Violence and pushbacks on the border with Croatia
For some, the chosen route into the EU is via Croatia.
But migrants and refugees crossing into the country are facing violence and being pushed back into Bosnia or Serbia.
“When ‘caught’ at the green borders, as the official borders are sealed and inaccessible, they are usually denied asylum, physically abused, emotionally threatened, with their possessions taken away, and kicked out, that is pushed back to Serbia and Bosnia”, said Emina Buzinkic, an activist with the Transbalkan Solidarity Group and former president of Croatia’s Council for Civil Society Development.
Buzinkic added that pushbacks are not only happening at the Croatia-Serbia or Croatia-Bosnia border but all the way from Germany, Austria and Hungary.
She says refugees and migrants are facing numerous problems along the Balkan route.
“From confinement in the camps amid the pandemic with no access to soap and hot water to abuse by security guards, lack of nutritious food, violence among migrants themselves caused by the horrific conditions, protracted uncertainty and the number of people being thrown to the streets and woods with no support.”

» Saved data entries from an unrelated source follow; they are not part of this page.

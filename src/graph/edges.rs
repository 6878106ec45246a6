use std::ops::{Index, IndexMut};

use crate::graph::edge::{Capacity, Edge};
use crate::graph::grid::Grid;
use crate::graph::node::NodeIndex;

/// All edges of a grid graph, stored in one flat vector.
///
/// Node `i` owns a contiguous block: its SOURCE edge, its SINK edge, then one
/// edge to every connected neighbor with a higher index, in stencil order.
/// Boundary nodes own shorter blocks, so block starts are recorded while the
/// table is built and lookups jump straight to the block of the lower endpoint.
///
/// The table remembers which edges have been given a capacity. It counts as
/// assigned only once every edge has one.
#[derive(Clone, Debug)]
pub struct EdgeTable {
    edges: Vec<Edge>,
    block_starts: Vec<usize>,
    assigned: Vec<bool>,
    unassigned: usize,
}

impl EdgeTable {
    pub fn new(grid: &Grid) -> Self {
        let node_count = grid.node_count();
        let per_node = 2 + grid.connectivity().forward_neighbor_count();
        let mut edges = Vec::with_capacity(node_count * per_node);
        let mut block_starts = Vec::with_capacity(node_count + 1);

        for index in 0..node_count {
            block_starts.push(edges.len());
            edges.push(Edge::new(NodeIndex::SOURCE, NodeIndex::Grid(index)));
            edges.push(Edge::new(NodeIndex::Grid(index), NodeIndex::SINK));
            edges.extend(
                grid.forward_neighbors(index)
                    .map(|neighbor| Edge::new(NodeIndex::Grid(index), NodeIndex::Grid(neighbor))),
            );
        }
        block_starts.push(edges.len());

        let unassigned = edges.len();
        Self {
            assigned: vec![false; unassigned],
            unassigned,
            edges,
            block_starts,
        }
    }

    pub fn len(&self) -> usize {
        self.edges.len()
    }

    pub fn is_empty(&self) -> bool {
        self.edges.is_empty()
    }

    /// Number of grid nodes this table was built for.
    pub fn node_count(&self) -> usize {
        self.block_starts.len() - 1
    }

    pub fn get(&self, index: usize) -> Option<&Edge> {
        self.edges.get(index)
    }

    pub fn iter(&self) -> impl Iterator<Item = &Edge> {
        self.edges.iter()
    }

    /// The block of edges owned by grid node `node`.
    pub fn edges_for_node(&self, node: usize) -> &[Edge] {
        &self.edges[self.block_starts[node]..self.block_starts[node + 1]]
    }

    /// Index of the edge connecting `a` and `b`, in either order. `None` when the
    /// two nodes are not adjacent. Never allocates; scans at most one block.
    pub fn index_for(&self, a: NodeIndex, b: NodeIndex) -> Option<usize> {
        // the owner of an edge is its grid endpoint, or the lower one of two grid endpoints
        let (from, to) = match (a, b) {
            (NodeIndex::Terminal(_), NodeIndex::Terminal(_)) => return None,
            (NodeIndex::Grid(grid), terminal @ NodeIndex::Terminal(_))
            | (terminal @ NodeIndex::Terminal(_), NodeIndex::Grid(grid)) => (grid, terminal),
            (NodeIndex::Grid(a), NodeIndex::Grid(b)) => (a.min(b), NodeIndex::Grid(a.max(b))),
        };
        if from >= self.node_count() {
            return None;
        }

        let start = self.block_starts[from];
        let owner = NodeIndex::Grid(from);
        self.edges_for_node(from)
            .iter()
            .position(|edge| edge.other(owner) == Some(to))
            .map(|offset| start + offset)
    }

    pub fn edge_between(&self, a: NodeIndex, b: NodeIndex) -> Option<&Edge> {
        self.index_for(a, b).map(|index| &self.edges[index])
    }

    pub fn set_capacity(&mut self, index: usize, capacity: Capacity) {
        self.edges[index].set_capacity(capacity);
        if !self.assigned[index] {
            self.assigned[index] = true;
            self.unassigned -= 1;
        }
    }

    /// Sets the capacity of every edge from `capacity_for`.
    pub fn assign_capacities<F>(&mut self, mut capacity_for: F)
    where
        F: FnMut(&Edge) -> Capacity,
    {
        for edge in self.edges.iter_mut() {
            let capacity = capacity_for(edge);
            edge.set_capacity(capacity);
        }
        self.assigned.fill(true);
        self.unassigned = 0;
    }

    /// True once every edge has been given a capacity.
    pub fn capacities_assigned(&self) -> bool {
        self.unassigned == 0
    }

    /// Number of edges still waiting for a capacity.
    pub fn unassigned_count(&self) -> usize {
        self.unassigned
    }

    pub fn reset_flows(&mut self) {
        self.edges.iter_mut().for_each(Edge::reset_flow);
    }
}

impl Index<usize> for EdgeTable {
    type Output = Edge;

    fn index(&self, index: usize) -> &Edge {
        &self.edges[index]
    }
}

impl IndexMut<usize> for EdgeTable {
    fn index_mut(&mut self, index: usize) -> &mut Edge {
        &mut self.edges[index]
    }
}

#[cfg(test)]
mod tests {
    use proptest::prelude::*;

    use crate::graph::edges::EdgeTable;
    use crate::graph::grid::{Connectivity, Grid};
    use crate::graph::node::NodeIndex;

    fn table(dimensions: [usize; 3], connectivity: Connectivity) -> EdgeTable {
        EdgeTable::new(&Grid::new(dimensions, connectivity).unwrap())
    }

    #[test]
    fn edge_counts() {
        assert_eq!(2, table([1, 1, 1], Connectivity::TwentySix).len());
        assert_eq!(5, table([2, 1, 1], Connectivity::TwentySix).len());
        assert_eq!(5, table([2, 1, 1], Connectivity::Eighteen).len());
        assert_eq!(5, table([2, 1, 1], Connectivity::Six).len());
        assert_eq!(14, table([2, 2, 1], Connectivity::TwentySix).len());
        assert_eq!(14, table([2, 2, 1], Connectivity::Eighteen).len());
        assert_eq!(12, table([2, 2, 1], Connectivity::Six).len());
        assert_eq!(23, table([2, 3, 1], Connectivity::TwentySix).len());
        assert_eq!(107522, table([20, 33, 12], Connectivity::TwentySix).len());
    }

    #[test]
    fn fresh_table_has_no_capacities() {
        let edges = table([3, 3, 3], Connectivity::Six);
        assert!(!edges.capacities_assigned());
        assert!(edges.iter().all(|edge| edge.capacity() == 0 && edge.flow() == 0));
        assert!(edges.get(edges.len()).is_none());
    }

    #[test]
    fn assignment_needs_every_edge() {
        let mut edges = table([2, 1, 1], Connectivity::Six);
        assert_eq!(5, edges.unassigned_count());

        edges.set_capacity(0, 3);
        edges.set_capacity(0, 4);
        assert!(!edges.capacities_assigned());
        assert_eq!(4, edges.unassigned_count());

        for index in 1..edges.len() {
            edges.set_capacity(index, 1);
        }
        assert!(edges.capacities_assigned());
        assert_eq!(4, edges[0].capacity());

        let mut bulk = table([2, 2, 1], Connectivity::Six);
        bulk.assign_capacities(|_| 2);
        assert!(bulk.capacities_assigned());
        bulk.set_capacity(3, 5);
        assert!(bulk.capacities_assigned());
    }

    #[test]
    fn lookup_six_connected() {
        let edges = table([30, 30, 30], Connectivity::Six);
        let grid = NodeIndex::Grid;

        assert_eq!(Some(0), edges.index_for(NodeIndex::SOURCE, grid(0)));
        assert_eq!(Some(0), edges.index_for(grid(0), NodeIndex::SOURCE));
        assert_eq!(Some(1), edges.index_for(NodeIndex::SINK, grid(0)));
        assert_eq!(Some(1), edges.index_for(grid(0), NodeIndex::SINK));
        assert_eq!(Some(2), edges.index_for(grid(0), grid(1)));
        assert_eq!(Some(2), edges.index_for(grid(1), grid(0)));
        assert_eq!(None, edges.index_for(grid(0), grid(2)));
        assert_eq!(None, edges.index_for(grid(0), grid(29)));
        assert_eq!(Some(3), edges.index_for(grid(0), grid(30)));
        assert_eq!(None, edges.index_for(grid(0), grid(31)));
        assert_eq!(Some(4), edges.index_for(grid(0), grid(900)));

        assert_eq!(Some(5), edges.index_for(grid(1), NodeIndex::SOURCE));
        assert_eq!(Some(6), edges.index_for(NodeIndex::SINK, grid(1)));
        assert_eq!(Some(7), edges.index_for(grid(2), grid(1)));
        assert_eq!(None, edges.index_for(grid(1), grid(3)));
        assert_eq!(None, edges.index_for(grid(1), grid(30)));
        assert_eq!(Some(8), edges.index_for(grid(1), grid(31)));
        assert_eq!(None, edges.index_for(grid(1), grid(32)));
        assert_eq!(Some(9), edges.index_for(grid(1), grid(901)));
    }

    #[test]
    fn lookup_rejects_non_adjacent_pairs() {
        let edges = table([4, 4, 4], Connectivity::TwentySix);
        assert_eq!(None, edges.index_for(NodeIndex::SOURCE, NodeIndex::SINK));
        assert_eq!(None, edges.index_for(NodeIndex::Grid(5), NodeIndex::Grid(5)));
        assert_eq!(None, edges.index_for(NodeIndex::Grid(64), NodeIndex::SOURCE));
        assert_eq!(None, edges.index_for(NodeIndex::Grid(0), NodeIndex::Grid(63)));
    }

    #[test]
    fn canonical_orientation() {
        for connectivity in [Connectivity::Six, Connectivity::Eighteen, Connectivity::TwentySix] {
            let edges = table([30, 30, 30], connectivity);
            let grid = NodeIndex::Grid;

            let edge = edges.edge_between(grid(1), grid(0)).unwrap();
            assert_eq!((grid(0), grid(1)), (edge.node1(), edge.node2()));

            let edge = edges.edge_between(grid(80), NodeIndex::SOURCE).unwrap();
            assert_eq!((NodeIndex::SOURCE, grid(80)), (edge.node1(), edge.node2()));

            let edge = edges.edge_between(NodeIndex::SINK, grid(80)).unwrap();
            assert_eq!((grid(80), NodeIndex::SINK), (edge.node1(), edge.node2()));

            let edge = edges.edge_between(grid(80), grid(79)).unwrap();
            assert_eq!((grid(79), grid(80)), (edge.node1(), edge.node2()));

            assert!(edges.edge_between(grid(0), grid(100)).is_none());
        }
    }

    #[test]
    fn blocks_hold_owner_edges() {
        let edges = table([3, 2, 2], Connectivity::Eighteen);
        let mut total = 0;
        for node in 0..edges.node_count() {
            let block = edges.edges_for_node(node);
            assert_eq!(NodeIndex::SOURCE, block[0].node1());
            assert_eq!(NodeIndex::SINK, block[1].node2());
            assert!(block[2..].iter().all(|edge| edge.node1() == NodeIndex::Grid(node)));
            total += block.len();
        }
        assert_eq!(edges.len(), total);
    }

    #[test]
    fn assigning_capacities() {
        let mut edges = table([2, 2, 2], Connectivity::Six);
        edges.assign_capacities(|edge| if edge.is_terminal() { 3 } else { 7 });
        assert!(edges.capacities_assigned());
        let expected = |terminal: bool| if terminal { 3 } else { 7 };
        assert!(edges.iter().all(|edge| edge.capacity() == expected(edge.is_terminal())));

        edges[2].add_flow_from_node(NodeIndex::Grid(0), 4);
        edges.reset_flows();
        assert!(edges.iter().all(|edge| edge.flow() == 0));
    }

    fn connectivity_strategy() -> impl Strategy<Value = Connectivity> {
        prop_oneof![
            Just(Connectivity::Six),
            Just(Connectivity::Eighteen),
            Just(Connectivity::TwentySix),
        ]
    }

    proptest! {
        #[test]
        fn lookup_is_symmetric(
            x in 1usize..6, y in 1usize..6, z in 1usize..5,
            connectivity in connectivity_strategy(),
        ) {
            let grid = Grid::new([x, y, z], connectivity).unwrap();
            let edges = EdgeTable::new(&grid);

            for node in 0..grid.node_count() {
                let here = NodeIndex::Grid(node);
                for terminal in [NodeIndex::SOURCE, NodeIndex::SINK] {
                    let index = edges.index_for(here, terminal);
                    prop_assert!(index.is_some());
                    prop_assert_eq!(index, edges.index_for(terminal, here));
                }
                for neighbor in grid.neighbors(node) {
                    let there = NodeIndex::Grid(neighbor);
                    let index = edges.index_for(here, there);
                    prop_assert!(index.is_some());
                    prop_assert_eq!(index, edges.index_for(there, here));
                    let edge = &edges[index.unwrap()];
                    prop_assert_eq!(NodeIndex::Grid(node.min(neighbor)), edge.node1());
                    prop_assert_eq!(NodeIndex::Grid(node.max(neighbor)), edge.node2());
                }
            }

            let neighbor_pairs: usize = (0..grid.node_count()).map(|n| grid.neighbors(n).count()).sum();
            prop_assert_eq!(2 * grid.node_count() + neighbor_pairs / 2, edges.len());
        }

        #[test]
        fn residuals_sum_to_twice_capacity(capacity in 0i64..500, pushed in 0i64..500) {
            let mut edges = EdgeTable::new(&Grid::new([2, 1, 1], Connectivity::Six).unwrap());
            let index = edges.index_for(NodeIndex::Grid(0), NodeIndex::Grid(1)).unwrap();
            edges.set_capacity(index, capacity);
            let flow = pushed.min(capacity);
            edges[index].add_flow_from_node(NodeIndex::Grid(1), flow);

            let edge = &edges[index];
            for (node, other) in [(NodeIndex::Grid(0), NodeIndex::Grid(1)), (NodeIndex::Grid(1), NodeIndex::Grid(0))] {
                prop_assert_eq!(2 * capacity, edge.capacity_from_node(node) + edge.capacity_from_node(other));
                prop_assert_eq!(edge.is_saturated_from_node(node), edge.capacity_from_node(node) == 0);
            }
        }
    }
}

‘Migrants will die in Bosnia if nothing is done’
There are around 4,700 migrants and refugees on the Bosnia-Croatia border, according to the International Organization for Migration (IOM).
Around 1,500 people of them are facing spending Christmas Day camping out in sub-zero conditions near the frontier.
Peter Van Der Auweraert, IOM’s representative in Bosnia and Herzegovina, told Euronews he feared people would die if nothing was done.
He said there are a further 1,400 migrants in the Lipa camp in the northwest of the country, which has been much criticised for its substandard conditions.
“We are obviously very concerned and we are increasing humanitarian assistance to them (blankets, food parcels etc) but it’s like putting a band-aid plaster: if someone is bleeding badly it’s not going to be much help,” he said.
Van Der Auweraert said authorities had failed to connect running water or electricity and that the camp would be closed down shortly.
Ahmad, who says he’s from Afghanistan, is one of those with experience of the situation on the Bosnia-Croatia border.
The 19-year-old, speaking to Euronews at a former railway station in Belgrade, said he’s waiting for the right opportunity to cross into Bosnia and from there, Croatia and onto Germany.
“It is not [the] right time to cross over [due to] bad weather but maybe the police will not be so vigilant.
“I was in Bosnia and conditions are horrible in the camps, squats or forest. But what I am going to do [heading for Germany] there is no coming back for me,” he said.
Ahmad said he has heard from other refugees about vigilante groups in Belgrade but did not have experience with them so far.
“I hope I will not meet them,” he said. “What we can do against them? To who to report them? They are from Serbia. I would prefer to take a chance with ‘the game’,” he concluded.
Euronews contacted Serbia’s interior ministry to comment on this article but it had not responded by the time of publication.